Can the Angels Bullpen keep it up?

The bullpen was once a thing you used if your starter was injured, completely fatigued, or getting torn up. Today, deep bullpens are a necessity for teams trying to win games, save their starting pitchers health, and create the most optimal scenarios for saving runs. High leverage situations. We have seen in recent years how bullpen usage has helped teams manipulate extra wins during the season, win close playoff games, or how bad decisions could get a manager fired even.

The Angels 2014 season was reflective of what a good bullpen can do. During that season, Garret Richards was at his best, and Matt Shoemaker had an incredible rookie season, while Weaver remained average. Santiago and Wilson started off okay, however, they fell apart throughout the season, and Santiago could barely find the strike zone by the end of theseason. Fifth starter, Tyler Skaggs, went down with injury, and then Richards ultimately went down for the season. At that point in the season, the Angels were fully in the hunt for the playoffs and winning the division. What kept them alive despite the lack of pitching depth? The bullpen. Huston Street and Joe Smith were aces of the 8th and 9th inning out of the pen, Kevin Jepsen put up a career year, same for Mike Morin, and Cory Rasmus was dynamic in his call-up, even having 6 bullpen starts, as they did not have a 5th starter.

To say our rotation has been uninspiring would be nice. Someone on the Angels SubReddit posted this about Ricky Nolasco.

This is sad, yet true. Nolasco’s ERA has been in the 5’s, while he’s been giving up home-runs at an insane rate. Lately, we’ve been helped out by Alex Meyer’s surprising brilliance. Overall, we have four consistent starters posting an ERA+ of below 100 (100 is the absolute average, anything below 100 means you’re a detriment to the team). When your “ace” is entering a pivotal game of the series and you know his average performance means we need to get incredible production from our offense, that’s not a good feeling.

So far, our bullpen has been able to alleviate many of these issues. Through the performance of many veteran relievers, some starters turned relievers, and then some younger names stepping up, the Angels have managed a 38–38 record with a bad rotation, bad offensive production, and Mike Trout even missing time.

Except, there’s a small issue, which does not seem like one. Our bullpen arms are far exceeding their usual output:

Bud Norris: A former starting pitcher is now spending his first year as a full time reliever. He’s been the arm that Scioscia calls for in the 9th inning. He’s posted an ERA of 2.43, had his best SO/BB ratio of his career and SO per 9 rates. Classic move of a starter translating better to a reliever later in his career.

Blake Parker: After a strong performance with the Cubs in 2013, Parker has been rocky and inconsistent. This season he’s posted an ERA of 2.16, a FIP of 1.40, a WHIP of .990, and 13.2 Strikeouts per 9 innings. Just a stud.
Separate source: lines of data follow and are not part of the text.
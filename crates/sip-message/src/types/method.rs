use std::fmt;
use std::str::FromStr;

use serde::{Deserialize, Serialize};

use crate::error::{Error, Result};
use crate::grammar::is_token_char;

/// SIP request method.
///
/// Methods are case-sensitive tokens (RFC 3261 Section 7.1). Anything that
/// is a valid token but not one of the well-known methods is kept as
/// [`Method::Extension`].
#[derive(Debug, Clone, PartialEq, Eq, Hash, Serialize, Deserialize)]
pub enum Method {
    Invite,
    Ack,
    Bye,
    Cancel,
    Register,
    Options,
    Subscribe,
    Notify,
    Refer,
    Info,
    Update,
    Prack,
    Message,
    Publish,
    /// A method not in the list above
    Extension(String),
}

impl Method {
    /// The method name as it appears on the wire
    pub fn as_str(&self) -> &str {
        match self {
            Method::Invite => "INVITE",
            Method::Ack => "ACK",
            Method::Bye => "BYE",
            Method::Cancel => "CANCEL",
            Method::Register => "REGISTER",
            Method::Options => "OPTIONS",
            Method::Subscribe => "SUBSCRIBE",
            Method::Notify => "NOTIFY",
            Method::Refer => "REFER",
            Method::Info => "INFO",
            Method::Update => "UPDATE",
            Method::Prack => "PRACK",
            Method::Message => "MESSAGE",
            Method::Publish => "PUBLISH",
            Method::Extension(name) => name,
        }
    }
}

impl fmt::Display for Method {
    fn fmt(&self, f: &mut fmt::Formatter<'_>) -> fmt::Result {
        f.write_str(self.as_str())
    }
}

impl FromStr for Method {
    type Err = Error;

    fn from_str(s: &str) -> Result<Self> {
        Ok(match s {
            "INVITE" => Method::Invite,
            "ACK" => Method::Ack,
            "BYE" => Method::Bye,
            "CANCEL" => Method::Cancel,
            "REGISTER" => Method::Register,
            "OPTIONS" => Method::Options,
            "SUBSCRIBE" => Method::Subscribe,
            "NOTIFY" => Method::Notify,
            "REFER" => Method::Refer,
            "INFO" => Method::Info,
            "UPDATE" => Method::Update,
            "PRACK" => Method::Prack,
            "MESSAGE" => Method::Message,
            "PUBLISH" => Method::Publish,
            other if !other.is_empty() && other.chars().all(is_token_char) => {
                Method::Extension(other.to_string())
            }
            other => {
                return Err(Error::invalid_header("", format!("invalid method '{other}'")));
            }
        })
    }
}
Yusmeiro Petit: In a 10 year career, Petit has posted his best numbers by far this year. He’s another guy who was a spot starter and reliever for other teams who has been translated to a full time bullpen arm. Petit’s ERA+ is 176, and while reliever ERA+’s are often highly inflated, there’s a stark difference from his career high of 107. His career numbers generally trend towards being a detriment, rather than being a contributor.

David Hernandez: He’s only been in 26 games and a total of 23 innings this season. However, David has posted his ERA, WHIP, FIP, and K/BB ratio so far. An excellent addition to our team so far. Hernandez has not given up a single home run this season.
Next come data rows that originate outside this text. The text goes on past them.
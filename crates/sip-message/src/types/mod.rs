//! # Value types
//!
//! Typed representations of start lines, URIs, endpoints and header values.
//!
//! Each header kind in [`HeaderKind`](crate::header::HeaderKind) parses into
//! one of the categories below:
//!
//! | Category | Headers |
//! |---|---|
//! | [`CSeq`] | CSeq |
//! | [`CallId`] | Call-ID, In-Reply-To, Replaces |
//! | [`NameAddr`] | From, To, Contact, Route, Record-Route, Refer-To, ... |
//! | [`Via`] | Via |
//! | [`Mime`] | Content-Type, Accept |
//! | [`IntegerCategory`] | Content-Length, Max-Forwards, Expires, ... |
//! | [`Token`] | Event, Supported, Require, Allow, ... |
//! | [`Auth`] | Authorization, WWW-Authenticate, ... |
//! | [`Warning`] | Warning |
//! | [`StringCategory`] | Subject, User-Agent, Date, unknown headers |

pub mod auth;
pub mod call_id;
pub mod cseq;
pub mod integer;
pub mod method;
pub mod mime;
pub mod name_addr;
pub mod param;
pub mod start_line;
pub mod string;
pub mod token;
pub mod tuple;
pub mod uri;
pub mod version;
pub mod via;
pub mod warning;

pub use auth::Auth;
pub use call_id::CallId;
pub use cseq::CSeq;
pub use integer::IntegerCategory;
pub use method::Method;
pub use mime::Mime;
pub use name_addr::NameAddr;
pub use param::{Param, Params};
pub use start_line::{RequestLine, StartLine, StatusLine};
pub use string::StringCategory;
pub use token::Token;
pub use tuple::{TransportType, Tuple};
pub use uri::Uri;
pub use version::Version;
pub use via::{Via, BRANCH_MAGIC_COOKIE};
pub use warning::Warning;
Kenyan Middleotn: Hasn’t been spectacular, only solid. Then again, he’s young, and has a killer fastball. As a person who endured a team of off speed pitchers, it’s nice to watch a guy who can fire in a pitch the down the middle.

These guys have kept our season together, except the scary part is that they are all exceeding their career averages by wide margins. It almost feels like we are playing with house money. It’s not been a large sample size, and most of the guys have shown to be worse than this. They’re the reason we are still in contention for a wild card slot. Yet, if they fall back to the mean, our team could fall apart, dropping to the bottom of the American league again. A bullpen should not shoulder the team’s success, however, it’s been crucial for us so far.

If the hitting could improve a little, the rotation comes back to form, and we get our guys back from injury, especially our lord and savior, Trout, maybe we can make the push, giving some room for decline from our bullpen. The team wants to make the playoffs, I want us to be competitive, and the front office is unsure of what they want this year.

At the end of the day, the bullpen success has made me smile. I’m thankful for their production in helping us weather the storm that is our team.